ただし、WPGraphQLを採用するなら、スキーマ設計、クエリの複雑さ、キャッシュ、プラグイン互換性を最初から運用対象に含める必要がある。
結局のところ、性能差より要件との相性で決まる
「ヘッドレス wordpress graphql rest api 比較」で調べると、GraphQLのほうが効率的、REST APIのほうが簡単、といった整理に行き着きやすい。大筋では間違っていない。しかし、実際のプロジェクトで重要なのは、どちらが優れているかではなく、どの問題を引き受けるかだ。

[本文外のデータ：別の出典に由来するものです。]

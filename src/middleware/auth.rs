use axum::{extract::FromRequestParts, http::header};
use jsonwebtoken::{DecodingKey, Validation, decode};
use uuid::Uuid;

use crate::{dto::auth::Claims, error::AppError};

/// The authenticated shop owner, extracted from the bearer token. The token
/// subject is the identity every ownership check compares against.
#[derive(Debug, Clone)]
pub struct AuthUser {
    pub user_id: Uuid,
}

impl<S> FromRequestParts<S> for AuthUser
where
    S: Send + Sync,
{
    type Rejection = AppError;
    async fn from_request_parts(
        parts: &mut axum::http::request::Parts,
        _state: &S,
    ) -> Result<Self, Self::Rejection> {
        let auth_header = parts
            .headers
            .get(header::AUTHORIZATION)
            .ok_or_else(|| AppError::BadRequest("Missing Authorization header".into()))?;

        let auth_str = auth_header
            .to_str()
            .map_err(|_| AppError::BadRequest("Invalid Authorization header".into()))?;

        if !auth_str.starts_with("Bearer ") {
            return Err(AppError::BadRequest("Invalid Authorization scheme".into()));
        }
        let token = auth_str.trim_start_matches("Bearer ").trim();

        let secret = std::env::var("JWT_SECRET")
            .map_err(|_| AppError::Internal(anyhow::anyhow!("JWT_SECRET is not set")))?;

        let decoded = decode::<Claims>(
            token,
            &DecodingKey::from_secret(secret.as_bytes()),
            &Validation::default(),
        )
        .map_err(|_| AppError::BadRequest("Invalid or expired token".into()))?;

        let user_id = Uuid::parse_str(&decoded.claims.sub)
            .map_err(|_| AppError::BadRequest("Invalid user id in token".into()))?;

        Ok(AuthUser { user_id })
    }
}
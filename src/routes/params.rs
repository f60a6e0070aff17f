use serde::Deserialize;
use utoipa::ToSchema;
use uuid::Uuid;

use crate::lifecycle::OrderView;

#[derive(Debug, Deserialize, ToSchema)]
pub struct OrderListQuery {
    pub shop_id: Option<Uuid>,
    pub view: Option<OrderView>,
}

#[derive(Debug, Deserialize, ToSchema)]
pub struct BoardQuery {
    pub shop_id: Option<Uuid>,
}

#[derive(Debug, Deserialize, ToSchema)]
pub struct QrQuery {
    pub width: Option<u32>,
    pub margin: Option<u32>,
    /// Foreground hex color, e.g. `#000000`.
    pub dark: Option<String>,
    /// Background hex color, e.g. `#ffffff`.
    pub light: Option<String>,
}
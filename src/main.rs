use axum::{
    Router,
    extract::DefaultBodyLimit,
    http::{HeaderName, Request, Response},
    routing::get,
};
use tower::limit::ConcurrencyLimitLayer;
use tower_http::cors::CorsLayer;
use tower_http::limit::RequestBodyLimitLayer;
use tower_http::request_id::{MakeRequestUuid, PropagateRequestIdLayer, SetRequestIdLayer};
use tower_http::trace::TraceLayer;
use tracing_subscriber::{layer::SubscriberExt, util::SubscriberInitExt};

use std::{net::SocketAddr, sync::Arc, time::Duration};

use axum_printshop_api::{
    config::AppConfig,
    db::{create_orm_conn, create_pool},
    routes::{create_api_router, doc::scalar_docs, files, health, pages},
    state::AppState,
    storage::LocalBlobStore,
    sync::ChangeHub,
};

// Uploads are whole print jobs; allow well beyond the JSON-sized default.
const MAX_UPLOAD_BYTES: usize = 50 * 1024 * 1024;

#[tokio::main]
async fn main() -> anyhow::Result<()> {
    dotenvy::dotenv().ok();
    tracing_subscriber::registry()
        .with(
            tracing_subscriber::EnvFilter::try_from_default_env()
                .unwrap_or_else(|_| "info,axum_printshop_api=debug".into()),
        )
        .with(tracing_subscriber::fmt::layer())
        .init();

    let config = AppConfig::from_env()?;
    let pool = create_pool(&config.database_url).await?;
    let orm = create_orm_conn(&config.database_url).await?;

    sqlx::migrate!("./migrations").run(&pool).await?;

    let store = Arc::new(LocalBlobStore::new(
        config.storage_root.clone(),
        config.public_base_url(),
    ));
    let state = AppState {
        pool,
        orm,
        config: config.clone(),
        store,
        changes: ChangeHub::default(),
    };

    let api_router = create_api_router();
    let concurrency_limit_layer = ConcurrencyLimitLayer::new(100);

    let request_id_header = HeaderName::from_static("x-request-id");
    let trace_layer = TraceLayer::new_for_http()
        .make_span_with(|request: &Request<_>| {
            let request_id = request
                .headers()
                .get("x-request-id")
                .and_then(|value| value.to_str().ok())
                .unwrap_or("-");
            tracing::info_span!(
                "http_request",
                method = %request.method(),
                uri = %request.uri(),
                request_id = %request_id
            )
        })
        .on_request(|request: &Request<_>, _span: &tracing::Span| {
            let request_id = request
                .headers()
                .get("x-request-id")
                .and_then(|value| value.to_str().ok())
                .unwrap_or("-");
            tracing::info!(
                request_id = %request_id,
                method = %request.method(),
                uri = %request.uri(),
                "request started"
            );
        })
        .on_response(|response: &Response<_>, latency: Duration, _span: &tracing::Span| {
            tracing::info!(
                status = %response.status(),
                ms = %latency.as_millis(),
                "request finished"
            );
        });

    let app = Router::new()
        .route("/", get(pages::landing))
        .route("/upload/{shop_id}", get(pages::upload_page))
        .route("/files/{*path}", get(files::get_file))
        .route("/health", get(health::health_check))
        .nest("/api", api_router)
        .merge(scalar_docs())
        .fallback(pages::not_found)
        .layer(trace_layer)
        .layer(PropagateRequestIdLayer::new(request_id_header.clone()))
        .layer(SetRequestIdLayer::new(request_id_header, MakeRequestUuid))
        .layer(CorsLayer::permissive())
        .layer(DefaultBodyLimit::max(MAX_UPLOAD_BYTES))
        .layer(RequestBodyLimitLayer::new(MAX_UPLOAD_BYTES))
        .layer(concurrency_limit_layer)
        .with_state(state);

    let addr = SocketAddr::from((config.host.parse::<std::net::IpAddr>()?, config.port));
    tracing::info!("listening on {}", addr);

    axum::serve(tokio::net::TcpListener::bind(addr).await?, app).await?;

    Ok(())
}
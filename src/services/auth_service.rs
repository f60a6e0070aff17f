use argon2::{
    Argon2, PasswordHasher,
    password_hash::{PasswordHash, PasswordVerifier, SaltString},
};
use chrono::{Duration, Utc};
use jsonwebtoken::{EncodingKey, Header, encode};
use password_hash::rand_core::OsRng;
use uuid::Uuid;

use crate::dto::auth::{Claims, LoginRequest, LoginResponse, RegisterRequest};
use crate::{
    audit::log_audit,
    db::DbPool,
    error::{AppError, AppResult},
    models::User,
    response::{ApiResponse, Meta},
};

pub async fn register_user(
    pool: &DbPool,
    payload: RegisterRequest,
) -> AppResult<ApiResponse<User>> {
    let RegisterRequest {
        email,
        password,
        display_name,
    } = payload;

    if email.trim().is_empty() || password.is_empty() || display_name.trim().is_empty() {
        return Err(AppError::BadRequest("Please fill in all fields".to_string()));
    }
    if !email.contains('@') {
        return Err(AppError::BadRequest("Invalid email address".to_string()));
    }
    if password.len() < 6 {
        return Err(AppError::BadRequest(
            "Password must be at least 6 characters".to_string(),
        ));
    }

    let exist: Option<(Uuid,)> = sqlx::query_as("SELECT id FROM users WHERE email = $1")
        .bind(email.as_str())
        .fetch_optional(pool)
        .await?;

    if exist.is_some() {
        return Err(AppError::BadRequest("Email already in use".to_string()));
    }

    let salt = SaltString::generate(&mut OsRng);
    let argon2 = Argon2::default();
    let password_hash = argon2
        .hash_password(password.as_bytes(), &salt)
        .map_err(|e| AppError::Internal(anyhow::anyhow!(e.to_string())))?
        .to_string();

    let id = Uuid::new_v4();

    let user: User = sqlx::query_as(
        "INSERT INTO users (id, email, password_hash, display_name) VALUES ($1, $2, $3, $4) RETURNING *",
    )
    .bind(id)
    .bind(email.as_str())
    .bind(password_hash)
    .bind(display_name.trim())
    .fetch_one(pool)
    .await?;

    if let Err(err) = log_audit(
        pool,
        Some(user.id),
        "user_register",
        Some("users"),
        Some(serde_json::json!({ "user_id": user.id })),
    )
    .await
    {
        tracing::warn!(error = %err, "audit log failed");
    }
    Ok(ApiResponse::success("Account created", user, None))
}

pub async fn login_user(
    pool: &DbPool,
    payload: LoginRequest,
) -> AppResult<ApiResponse<LoginResponse>> {
    let LoginRequest { email, password } = payload;
    let user: Option<User> = sqlx::query_as::<_, User>("SELECT * FROM users WHERE email = $1")
        .bind(email.as_str())
        .fetch_optional(pool)
        .await?;

    let user = match user {
        Some(u) => u,
        None => return Err(AppError::BadRequest("Invalid email or password".into())),
    };

    let parsed_hash = PasswordHash::new(&user.password_hash)
        .map_err(|_| AppError::Internal(anyhow::anyhow!("Invalid password hash")))?;

    let argon2 = Argon2::default();
    if argon2
        .verify_password(password.as_bytes(), &parsed_hash)
        .is_err()
    {
        return Err(AppError::BadRequest("Invalid email or password".into()));
    }

    let secret = std::env::var("JWT_SECRET")
        .map_err(|_| AppError::Internal(anyhow::anyhow!("JWT_SECRET is not set")))?;

    let expiration = Utc::now()
        .checked_add_signed(Duration::hours(24))
        .ok_or_else(|| AppError::Internal(anyhow::anyhow!("Failed to set expiration")))?;

    let claims = Claims {
        sub: user.id.to_string(),
        exp: expiration.timestamp() as usize,
    };

    let token = encode(
        &Header::default(),
        &claims,
        &EncodingKey::from_secret(secret.as_bytes()),
    )
    .map_err(|e| AppError::Internal(anyhow::anyhow!(e.to_string())))?;

    let resp = LoginResponse {
        token: format!("Bearer {}", token),
    };

    if let Err(err) = log_audit(
        pool,
        Some(user.id),
        "user_login",
        Some("users"),
        Some(serde_json::json!({ "user_id": user.id })),
    )
    .await
    {
        tracing::warn!(error = %err, "audit log failed");
    }

    Ok(ApiResponse::success("Logged in", resp, Some(Meta::empty())))
}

REST APIは、標準機能としての安定感と、リソース単位の分かりやすさがある。その代わり、関連データが増えるとリクエストの組み立てやオーバーフェッチへの対応が必要になる。
WPGraphQLは、必要なデータを一つのクエリで取得しやすく、複雑なフロントエンドとの相性がよい。その代わり、外部プラグインへの依存、スキーマ設計、クエリ負荷、キャッシュ戦略を自分たちで管理しなければならない。
個人開発や小規模サイトなら、まずREST APIで要件を満たせるかを確認する。複数のリソースを組み合わせる画面が増え、フロントエンド側のデータ取得処理が膨らんできたら、WPGraphQLを検討する。その順番で十分だ。
最初から理想的なAPIを選び抜こうとすると、開発そのものが始まらない。反対に、何も決めずに作り始めると、後でキャッシュとデータ構造の整理に追われる。
運用で吸収できる複雑さはREST APIで吸収する。画面とデータの関係が増え、コードだけでは整理しにくくなった部分はGraphQLで構造化する。結局のところ、その現実的な線引きが、ヘッドレスWordPressのAPI設計では一番長持ちする。